Collected data:
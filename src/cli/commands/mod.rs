//! Command implementations

pub mod change_order;
pub mod completions;
pub mod contract;
pub mod init;
pub mod invoice;
pub mod settings;
pub mod status;
pub mod subcontract;
//! Aggregate metrics over record collections
//!
//! Pure functions from record slices to display aggregates. No I/O, no side
//! effects; empty input yields zero/default aggregates.

use serde::Serialize;
use std::collections::BTreeMap;

use crate::entities::change_order::ChangeOrderStatus;
use crate::entities::integration::SyncStatus;
use crate::entities::invoice::InvoiceStatus;
use crate::entities::{
    ChangeOrder, Contract, IntegrationSetting, Invoice, Subcontract, SystemConfiguration,
    UserPreference,
};

/// Aggregates over the contract collection
#[derive(Debug, Default, Serialize)]
pub struct ContractMetrics {
    pub total: usize,
    pub by_status: BTreeMap<String, usize>,
    pub by_type: BTreeMap<String, usize>,
    pub original_value: f64,
    pub approved_changes: f64,
    pub current_value: f64,
}

pub fn contract_metrics(contracts: &[Contract]) -> ContractMetrics {
    let mut metrics = ContractMetrics {
        total: contracts.len(),
        ..Default::default()
    };

    for contract in contracts {
        *metrics
            .by_status
            .entry(contract.status.to_string())
            .or_insert(0) += 1;
        *metrics
            .by_type
            .entry(contract.contract_type.to_string())
            .or_insert(0) += 1;
        metrics.original_value += contract.original_value;
        metrics.approved_changes += contract.approved_changes;
        metrics.current_value += contract.current_value();
    }

    metrics
}

/// Aggregates over the change order collection
#[derive(Debug, Default, Serialize)]
pub struct ChangeOrderMetrics {
    pub total: usize,
    pub by_status: BTreeMap<String, usize>,
    pub pending: usize,
    pub approved_amount: f64,
    pub total_days_added: i64,
}

pub fn change_order_metrics(change_orders: &[ChangeOrder]) -> ChangeOrderMetrics {
    let mut metrics = ChangeOrderMetrics {
        total: change_orders.len(),
        ..Default::default()
    };

    for co in change_orders {
        *metrics.by_status.entry(co.status.to_string()).or_insert(0) += 1;
        match co.status {
            ChangeOrderStatus::Approved => {
                metrics.approved_amount += co.this_change;
                metrics.total_days_added += i64::from(co.days_added);
            }
            ChangeOrderStatus::Submitted | ChangeOrderStatus::PendingApproval => {
                metrics.pending += 1;
            }
            _ => {}
        }
    }

    metrics
}

/// Aggregates over the subcontract collection
#[derive(Debug, Default, Serialize)]
pub struct SubcontractMetrics {
    pub total: usize,
    pub by_status: BTreeMap<String, usize>,
    pub by_scope: BTreeMap<String, usize>,
    pub committed_amount: f64,
}

pub fn subcontract_metrics(subcontracts: &[Subcontract]) -> SubcontractMetrics {
    let mut metrics = SubcontractMetrics {
        total: subcontracts.len(),
        ..Default::default()
    };

    for sub in subcontracts {
        *metrics
            .by_status
            .entry(sub.status.to_string())
            .or_insert(0) += 1;
        if !sub.scope.is_empty() {
            *metrics.by_scope.entry(sub.scope.clone()).or_insert(0) += 1;
        }
        metrics.committed_amount += sub.amount;
    }

    metrics
}

/// Aggregates over the invoice collection
#[derive(Debug, Default, Serialize)]
pub struct InvoiceMetrics {
    pub total: usize,
    pub by_status: BTreeMap<String, usize>,
    pub paid: usize,
    pub total_billed: f64,
    pub total_retainage: f64,
    pub total_due: f64,
}

pub fn invoice_metrics(invoices: &[Invoice]) -> InvoiceMetrics {
    let mut metrics = InvoiceMetrics {
        total: invoices.len(),
        ..Default::default()
    };

    for inv in invoices {
        *metrics.by_status.entry(inv.status.to_string()).or_insert(0) += 1;
        if inv.status == InvoiceStatus::Paid {
            metrics.paid += 1;
        }
        metrics.total_billed += inv.current_billed;
        metrics.total_retainage += inv.retainage;
        metrics.total_due += inv.amount_due();
    }

    metrics
}

/// Aggregates over the settings collections
#[derive(Debug, Default, Serialize)]
pub struct SettingsMetrics {
    pub total_users: usize,
    pub theme_breakdown: BTreeMap<String, usize>,
    pub role_distribution: BTreeMap<String, usize>,
    pub two_factor_adoption_pct: f64,
    pub total_configurations: usize,
    pub config_categories: BTreeMap<String, usize>,
    pub total_integrations: usize,
    pub active_integrations: usize,
    pub integration_success_rate_pct: f64,
    pub integration_types: BTreeMap<String, usize>,
}

pub fn settings_metrics(
    preferences: &[UserPreference],
    configurations: &[SystemConfiguration],
    integrations: &[IntegrationSetting],
) -> SettingsMetrics {
    let mut metrics = SettingsMetrics {
        total_users: preferences.len(),
        total_configurations: configurations.len(),
        total_integrations: integrations.len(),
        ..Default::default()
    };

    let mut two_factor = 0usize;
    for pref in preferences {
        *metrics
            .theme_breakdown
            .entry(pref.theme.to_string())
            .or_insert(0) += 1;
        *metrics
            .role_distribution
            .entry(pref.user_role.to_string())
            .or_insert(0) += 1;
        if pref.two_factor_enabled {
            two_factor += 1;
        }
    }
    if !preferences.is_empty() {
        metrics.two_factor_adoption_pct =
            round1(two_factor as f64 / preferences.len() as f64 * 100.0);
    }

    for config in configurations {
        *metrics
            .config_categories
            .entry(config.category.to_string())
            .or_insert(0) += 1;
    }

    let mut successful = 0usize;
    for integration in integrations {
        if integration.is_enabled {
            metrics.active_integrations += 1;
        }
        if integration.sync_status == SyncStatus::Success {
            successful += 1;
        }
        *metrics
            .integration_types
            .entry(integration.service_type.to_string())
            .or_insert(0) += 1;
    }
    if !integrations.is_empty() {
        metrics.integration_success_rate_pct =
            round1(successful as f64 / integrations.len() as f64 * 100.0);
    }

    metrics
}

fn round1(value: f64) -> f64 {
    (value * 10.0).round() / 10.0
}

#[cfg(test)]
mod tests {
    use super::*;
    use crate::entities::contract::ContractStatus;
    use crate::entities::integration::ServiceType;
    use crate::entities::preference::{Theme, UserRole};

    #[test]
    fn test_empty_input_yields_default_aggregates() {
        let metrics = contract_metrics(&[]);
        assert_eq!(metrics.total, 0);
        assert!(metrics.by_status.is_empty());
        assert_eq!(metrics.current_value, 0.0);

        let settings = settings_metrics(&[], &[], &[]);
        assert_eq!(settings.total_users, 0);
        assert_eq!(settings.two_factor_adoption_pct, 0.0);
        assert_eq!(settings.integration_success_rate_pct, 0.0);
    }

    #[test]
    fn test_contract_value_totals() {
        let mut a = Contract::new("A".into(), "V1".into(), "P".into(), 1_000_000.0);
        a.approved_changes = 50_000.0;
        a.status = ContractStatus::Active;
        let b = Contract::new("B".into(), "V2".into(), "P".into(), 2_000_000.0);

        let metrics = contract_metrics(&[a, b]);
        assert_eq!(metrics.total, 2);
        assert_eq!(metrics.original_value, 3_000_000.0);
        assert_eq!(metrics.approved_changes, 50_000.0);
        assert_eq!(metrics.current_value, 3_050_000.0);
        assert_eq!(metrics.by_status.get("Active"), Some(&1));
        assert_eq!(metrics.by_status.get("Draft"), Some(&1));
    }

    #[test]
    fn test_change_order_approved_amount_excludes_pending() {
        let mut approved = ChangeOrder::new("P".into(), "A".into(), "R".into(), 28_500.0);
        approved.status = ChangeOrderStatus::Approved;
        approved.days_added = 2;
        let mut pending = ChangeOrder::new("P".into(), "B".into(), "R".into(), 36_750.0);
        pending.status = ChangeOrderStatus::PendingApproval;

        let metrics = change_order_metrics(&[approved, pending]);
        assert_eq!(metrics.approved_amount, 28_500.0);
        assert_eq!(metrics.total_days_added, 2);
        assert_eq!(metrics.pending, 1);
    }

    #[test]
    fn test_settings_breakdowns() {
        let mut pref_a = UserPreference::new("u1".into(), "John".into(), UserRole::ProjectManager);
        pref_a.theme = Theme::Dark;
        pref_a.two_factor_enabled = true;
        let mut pref_b = UserPreference::new("u2".into(), "Sarah".into(), UserRole::SafetyManager);
        pref_b.theme = Theme::Light;
        pref_b.two_factor_enabled = true;

        let mut int_ok =
            IntegrationSetting::new("Weather API".into(), ServiceType::Api, String::new());
        int_ok.sync_status = SyncStatus::Success;
        let mut int_bad =
            IntegrationSetting::new("Email".into(), ServiceType::Api, String::new());
        int_bad.sync_status = SyncStatus::Failed;
        int_bad.is_enabled = false;

        let metrics = settings_metrics(&[pref_a, pref_b], &[], &[int_ok, int_bad]);
        assert_eq!(metrics.theme_breakdown.get("Dark"), Some(&1));
        assert_eq!(metrics.role_distribution.get("Safety Manager"), Some(&1));
        assert_eq!(metrics.two_factor_adoption_pct, 100.0);
        assert_eq!(metrics.active_integrations, 1);
        assert_eq!(metrics.integration_success_rate_pct, 50.0);
    }
}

* [HOW TO COMPLETE THIS TASK]:
Would you retype the lines above from the one with "the contract collection" down to the one with "pub fn contract_metrics(contracts: &[Contract])", word for word, both ends included and no other lines?

* [YOUR RESPONSE]:
/// Aggregates over the contract collection
#[derive(Debug, Default, Serialize)]
pub struct ContractMetrics {
    pub total: usize,
    pub by_status: BTreeMap<String, usize>,
    pub by_type: BTreeMap<String, usize>,
    pub original_value: f64,
    pub approved_changes: f64,
    pub current_value: f64,
}

pub fn contract_metrics(contracts: &[Contract]) -> ContractMetrics {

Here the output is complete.